Records supplied:
*****

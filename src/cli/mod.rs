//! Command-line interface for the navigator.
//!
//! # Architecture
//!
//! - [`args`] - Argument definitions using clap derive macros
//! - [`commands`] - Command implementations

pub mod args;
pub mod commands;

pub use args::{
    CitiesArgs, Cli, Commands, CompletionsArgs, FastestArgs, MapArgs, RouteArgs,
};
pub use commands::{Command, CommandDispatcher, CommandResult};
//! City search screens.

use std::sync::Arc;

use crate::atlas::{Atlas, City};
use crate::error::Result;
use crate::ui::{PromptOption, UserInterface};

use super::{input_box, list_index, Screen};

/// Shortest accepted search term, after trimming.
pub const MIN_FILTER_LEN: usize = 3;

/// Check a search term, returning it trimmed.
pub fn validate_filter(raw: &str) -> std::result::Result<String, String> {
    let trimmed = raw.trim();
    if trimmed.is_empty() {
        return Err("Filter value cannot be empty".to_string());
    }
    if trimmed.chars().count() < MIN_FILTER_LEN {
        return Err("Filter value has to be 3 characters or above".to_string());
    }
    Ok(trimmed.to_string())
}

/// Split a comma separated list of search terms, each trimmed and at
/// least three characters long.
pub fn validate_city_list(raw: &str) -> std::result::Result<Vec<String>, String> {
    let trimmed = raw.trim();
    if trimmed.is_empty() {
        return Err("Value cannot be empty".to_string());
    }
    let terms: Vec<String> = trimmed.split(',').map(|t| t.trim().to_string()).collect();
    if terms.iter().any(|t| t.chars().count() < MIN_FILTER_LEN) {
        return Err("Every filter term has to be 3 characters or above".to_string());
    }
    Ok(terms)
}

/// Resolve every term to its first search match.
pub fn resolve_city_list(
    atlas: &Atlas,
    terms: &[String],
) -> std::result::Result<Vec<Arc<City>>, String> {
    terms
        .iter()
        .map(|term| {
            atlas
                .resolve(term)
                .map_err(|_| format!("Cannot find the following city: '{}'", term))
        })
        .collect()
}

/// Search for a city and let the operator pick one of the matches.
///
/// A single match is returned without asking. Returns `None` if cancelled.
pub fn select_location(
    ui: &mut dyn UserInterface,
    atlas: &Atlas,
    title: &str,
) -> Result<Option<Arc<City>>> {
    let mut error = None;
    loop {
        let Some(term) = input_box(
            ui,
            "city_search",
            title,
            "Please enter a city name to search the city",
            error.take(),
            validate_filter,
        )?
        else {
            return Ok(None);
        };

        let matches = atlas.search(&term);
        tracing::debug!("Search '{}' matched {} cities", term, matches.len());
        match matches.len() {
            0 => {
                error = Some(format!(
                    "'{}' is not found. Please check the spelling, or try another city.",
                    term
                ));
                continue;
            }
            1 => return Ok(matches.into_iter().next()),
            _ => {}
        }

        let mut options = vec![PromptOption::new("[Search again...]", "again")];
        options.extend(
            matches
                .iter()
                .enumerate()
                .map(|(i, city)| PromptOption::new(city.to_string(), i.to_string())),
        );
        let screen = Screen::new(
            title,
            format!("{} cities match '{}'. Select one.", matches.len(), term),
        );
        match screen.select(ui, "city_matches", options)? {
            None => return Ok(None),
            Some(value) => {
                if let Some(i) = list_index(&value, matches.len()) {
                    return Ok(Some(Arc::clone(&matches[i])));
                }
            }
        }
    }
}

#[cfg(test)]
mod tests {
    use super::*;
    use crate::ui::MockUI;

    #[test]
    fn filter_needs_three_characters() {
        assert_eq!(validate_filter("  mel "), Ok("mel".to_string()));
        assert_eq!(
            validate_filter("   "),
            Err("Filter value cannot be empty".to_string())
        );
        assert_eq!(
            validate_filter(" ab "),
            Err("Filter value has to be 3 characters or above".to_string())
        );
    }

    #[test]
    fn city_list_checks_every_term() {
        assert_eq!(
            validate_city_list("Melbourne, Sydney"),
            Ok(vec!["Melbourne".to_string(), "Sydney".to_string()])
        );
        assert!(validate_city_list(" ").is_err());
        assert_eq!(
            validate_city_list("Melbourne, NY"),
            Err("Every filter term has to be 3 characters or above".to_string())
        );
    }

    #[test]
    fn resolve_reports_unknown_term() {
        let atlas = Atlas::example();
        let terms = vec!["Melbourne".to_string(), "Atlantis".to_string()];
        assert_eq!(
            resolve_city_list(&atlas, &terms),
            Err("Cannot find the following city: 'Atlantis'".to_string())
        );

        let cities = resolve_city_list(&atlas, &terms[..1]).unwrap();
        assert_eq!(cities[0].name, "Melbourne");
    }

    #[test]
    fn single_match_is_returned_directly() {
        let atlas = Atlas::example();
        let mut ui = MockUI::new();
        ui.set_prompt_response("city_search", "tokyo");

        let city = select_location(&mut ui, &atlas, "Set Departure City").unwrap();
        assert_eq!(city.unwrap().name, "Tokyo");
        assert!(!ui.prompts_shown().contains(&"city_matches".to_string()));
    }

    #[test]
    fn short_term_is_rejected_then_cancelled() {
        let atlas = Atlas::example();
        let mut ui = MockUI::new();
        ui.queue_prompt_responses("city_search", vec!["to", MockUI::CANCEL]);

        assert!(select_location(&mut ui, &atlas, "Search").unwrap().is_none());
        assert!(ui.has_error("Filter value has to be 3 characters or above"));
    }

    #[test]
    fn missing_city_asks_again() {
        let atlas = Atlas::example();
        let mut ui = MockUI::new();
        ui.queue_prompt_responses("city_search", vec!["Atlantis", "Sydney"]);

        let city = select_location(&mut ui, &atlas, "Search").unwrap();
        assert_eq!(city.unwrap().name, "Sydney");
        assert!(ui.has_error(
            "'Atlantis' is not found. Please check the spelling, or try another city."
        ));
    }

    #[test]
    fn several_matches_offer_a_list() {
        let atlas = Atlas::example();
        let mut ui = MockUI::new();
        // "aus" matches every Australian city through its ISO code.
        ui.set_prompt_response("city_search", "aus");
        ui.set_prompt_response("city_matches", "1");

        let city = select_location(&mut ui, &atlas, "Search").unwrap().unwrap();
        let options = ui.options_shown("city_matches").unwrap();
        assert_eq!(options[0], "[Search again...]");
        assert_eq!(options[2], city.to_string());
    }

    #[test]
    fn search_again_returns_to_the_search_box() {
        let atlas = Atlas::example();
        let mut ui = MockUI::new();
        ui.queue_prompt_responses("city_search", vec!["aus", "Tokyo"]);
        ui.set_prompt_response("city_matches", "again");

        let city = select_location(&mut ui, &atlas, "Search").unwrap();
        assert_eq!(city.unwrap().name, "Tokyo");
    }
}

*****

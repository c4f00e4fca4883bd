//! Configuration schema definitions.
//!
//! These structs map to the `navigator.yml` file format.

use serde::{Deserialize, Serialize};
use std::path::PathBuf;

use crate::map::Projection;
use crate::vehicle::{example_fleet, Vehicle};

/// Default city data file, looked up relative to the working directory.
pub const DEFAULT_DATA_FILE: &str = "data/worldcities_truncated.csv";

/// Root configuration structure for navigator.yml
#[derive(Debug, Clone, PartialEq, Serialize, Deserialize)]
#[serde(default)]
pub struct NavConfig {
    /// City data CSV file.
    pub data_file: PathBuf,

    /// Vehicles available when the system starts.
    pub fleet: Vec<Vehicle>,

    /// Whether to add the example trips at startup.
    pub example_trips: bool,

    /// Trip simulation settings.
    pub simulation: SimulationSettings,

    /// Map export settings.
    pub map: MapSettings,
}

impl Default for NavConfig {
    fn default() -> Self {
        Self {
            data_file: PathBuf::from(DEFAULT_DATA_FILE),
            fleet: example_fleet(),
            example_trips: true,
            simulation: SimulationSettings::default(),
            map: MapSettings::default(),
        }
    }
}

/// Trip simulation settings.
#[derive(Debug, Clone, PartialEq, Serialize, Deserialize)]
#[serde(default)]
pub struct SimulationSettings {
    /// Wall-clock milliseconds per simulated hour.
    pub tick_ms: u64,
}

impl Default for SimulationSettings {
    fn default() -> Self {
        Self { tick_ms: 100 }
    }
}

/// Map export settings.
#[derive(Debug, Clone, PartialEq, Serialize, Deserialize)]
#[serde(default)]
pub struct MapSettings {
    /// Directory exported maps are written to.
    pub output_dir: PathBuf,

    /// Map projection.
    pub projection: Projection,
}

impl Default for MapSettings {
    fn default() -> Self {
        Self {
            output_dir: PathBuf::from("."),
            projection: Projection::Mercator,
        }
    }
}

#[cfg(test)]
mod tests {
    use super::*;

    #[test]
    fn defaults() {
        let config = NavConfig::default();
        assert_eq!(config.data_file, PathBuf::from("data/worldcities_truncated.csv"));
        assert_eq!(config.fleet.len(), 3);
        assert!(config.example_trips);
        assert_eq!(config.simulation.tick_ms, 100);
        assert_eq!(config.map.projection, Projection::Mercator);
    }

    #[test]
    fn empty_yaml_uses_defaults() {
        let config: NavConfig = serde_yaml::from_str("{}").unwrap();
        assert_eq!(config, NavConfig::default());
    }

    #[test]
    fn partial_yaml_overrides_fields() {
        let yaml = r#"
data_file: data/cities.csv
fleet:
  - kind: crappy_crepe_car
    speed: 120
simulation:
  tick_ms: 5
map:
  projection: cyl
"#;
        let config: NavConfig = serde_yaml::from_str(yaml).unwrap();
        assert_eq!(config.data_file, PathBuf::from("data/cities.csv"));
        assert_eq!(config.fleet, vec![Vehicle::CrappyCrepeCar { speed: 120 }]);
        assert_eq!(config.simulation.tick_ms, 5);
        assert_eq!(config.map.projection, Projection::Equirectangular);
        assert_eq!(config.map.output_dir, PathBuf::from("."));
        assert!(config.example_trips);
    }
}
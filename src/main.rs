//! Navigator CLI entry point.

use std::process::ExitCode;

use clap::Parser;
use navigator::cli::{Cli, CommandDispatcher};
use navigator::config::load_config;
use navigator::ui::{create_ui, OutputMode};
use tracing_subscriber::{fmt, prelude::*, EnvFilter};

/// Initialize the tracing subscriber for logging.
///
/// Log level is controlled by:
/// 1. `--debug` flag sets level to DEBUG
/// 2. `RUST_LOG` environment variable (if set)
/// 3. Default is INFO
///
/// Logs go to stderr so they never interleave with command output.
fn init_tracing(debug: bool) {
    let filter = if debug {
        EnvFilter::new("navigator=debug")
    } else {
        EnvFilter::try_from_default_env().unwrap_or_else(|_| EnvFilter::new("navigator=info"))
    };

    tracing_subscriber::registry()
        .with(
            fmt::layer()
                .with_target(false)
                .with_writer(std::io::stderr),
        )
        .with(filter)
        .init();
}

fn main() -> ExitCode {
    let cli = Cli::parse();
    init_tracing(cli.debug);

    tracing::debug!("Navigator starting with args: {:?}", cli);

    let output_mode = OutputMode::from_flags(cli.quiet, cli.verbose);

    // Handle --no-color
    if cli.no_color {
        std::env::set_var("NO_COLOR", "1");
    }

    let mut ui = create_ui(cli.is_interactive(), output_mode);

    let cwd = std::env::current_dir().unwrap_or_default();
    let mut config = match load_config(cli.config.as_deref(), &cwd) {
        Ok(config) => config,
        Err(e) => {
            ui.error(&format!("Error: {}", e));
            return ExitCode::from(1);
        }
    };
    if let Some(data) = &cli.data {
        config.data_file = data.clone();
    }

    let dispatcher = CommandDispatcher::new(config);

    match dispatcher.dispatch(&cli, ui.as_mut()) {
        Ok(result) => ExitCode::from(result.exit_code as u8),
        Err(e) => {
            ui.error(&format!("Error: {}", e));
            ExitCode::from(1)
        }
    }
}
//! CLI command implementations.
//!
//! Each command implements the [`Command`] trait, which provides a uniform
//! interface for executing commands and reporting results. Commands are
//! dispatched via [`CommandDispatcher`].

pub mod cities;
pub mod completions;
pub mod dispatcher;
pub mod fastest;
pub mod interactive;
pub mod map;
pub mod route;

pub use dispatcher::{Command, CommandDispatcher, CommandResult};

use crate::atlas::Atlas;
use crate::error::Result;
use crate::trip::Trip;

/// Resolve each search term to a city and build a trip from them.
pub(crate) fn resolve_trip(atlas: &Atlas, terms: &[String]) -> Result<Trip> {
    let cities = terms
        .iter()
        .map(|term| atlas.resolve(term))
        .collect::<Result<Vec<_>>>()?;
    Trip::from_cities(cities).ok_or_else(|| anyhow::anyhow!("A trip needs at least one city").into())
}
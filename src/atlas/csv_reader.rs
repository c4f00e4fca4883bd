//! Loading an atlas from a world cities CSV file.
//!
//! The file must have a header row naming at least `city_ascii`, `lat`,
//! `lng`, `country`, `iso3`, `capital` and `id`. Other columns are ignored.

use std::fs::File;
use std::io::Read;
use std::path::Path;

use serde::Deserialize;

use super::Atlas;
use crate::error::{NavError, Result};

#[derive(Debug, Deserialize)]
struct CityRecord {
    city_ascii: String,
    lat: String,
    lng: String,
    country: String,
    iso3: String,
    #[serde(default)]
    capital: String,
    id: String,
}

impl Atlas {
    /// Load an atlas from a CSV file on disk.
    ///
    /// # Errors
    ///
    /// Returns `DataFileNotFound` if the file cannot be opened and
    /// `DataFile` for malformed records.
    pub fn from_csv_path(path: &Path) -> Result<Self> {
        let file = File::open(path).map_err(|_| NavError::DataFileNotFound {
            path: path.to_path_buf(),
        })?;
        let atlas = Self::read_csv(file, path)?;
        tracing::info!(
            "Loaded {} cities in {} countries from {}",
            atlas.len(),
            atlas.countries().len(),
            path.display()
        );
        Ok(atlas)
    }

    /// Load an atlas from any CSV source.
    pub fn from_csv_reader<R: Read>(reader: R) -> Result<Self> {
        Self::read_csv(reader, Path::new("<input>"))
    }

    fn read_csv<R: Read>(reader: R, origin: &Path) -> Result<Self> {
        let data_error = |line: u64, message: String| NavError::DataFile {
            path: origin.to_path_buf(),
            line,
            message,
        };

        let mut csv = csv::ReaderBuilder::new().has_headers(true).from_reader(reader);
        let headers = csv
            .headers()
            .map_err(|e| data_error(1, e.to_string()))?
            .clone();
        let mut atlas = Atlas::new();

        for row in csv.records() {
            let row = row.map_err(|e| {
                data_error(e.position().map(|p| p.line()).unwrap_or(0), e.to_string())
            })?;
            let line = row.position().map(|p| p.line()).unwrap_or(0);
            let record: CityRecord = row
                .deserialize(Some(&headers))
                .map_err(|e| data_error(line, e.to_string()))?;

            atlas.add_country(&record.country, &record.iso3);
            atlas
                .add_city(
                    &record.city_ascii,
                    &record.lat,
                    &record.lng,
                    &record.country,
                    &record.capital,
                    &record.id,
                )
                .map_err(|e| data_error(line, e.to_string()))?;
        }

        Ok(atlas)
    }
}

*****

What to do: Every line above that includes the word "Self" must appear in the answer.

Solution:
    fn default() -> Self {
        Self {
    fn default() -> Self {
        Self { tick_ms: 100 }
    fn default() -> Self {
        Self {
    pub fn from_csv_path(path: &Path) -> Result<Self> {
        let atlas = Self::read_csv(file, path)?;
    pub fn from_csv_reader<R: Read>(reader: R) -> Result<Self> {
        Self::read_csv(reader, Path::new("<input>"))
    fn read_csv<R: Read>(reader: R, origin: &Path) -> Result<Self> {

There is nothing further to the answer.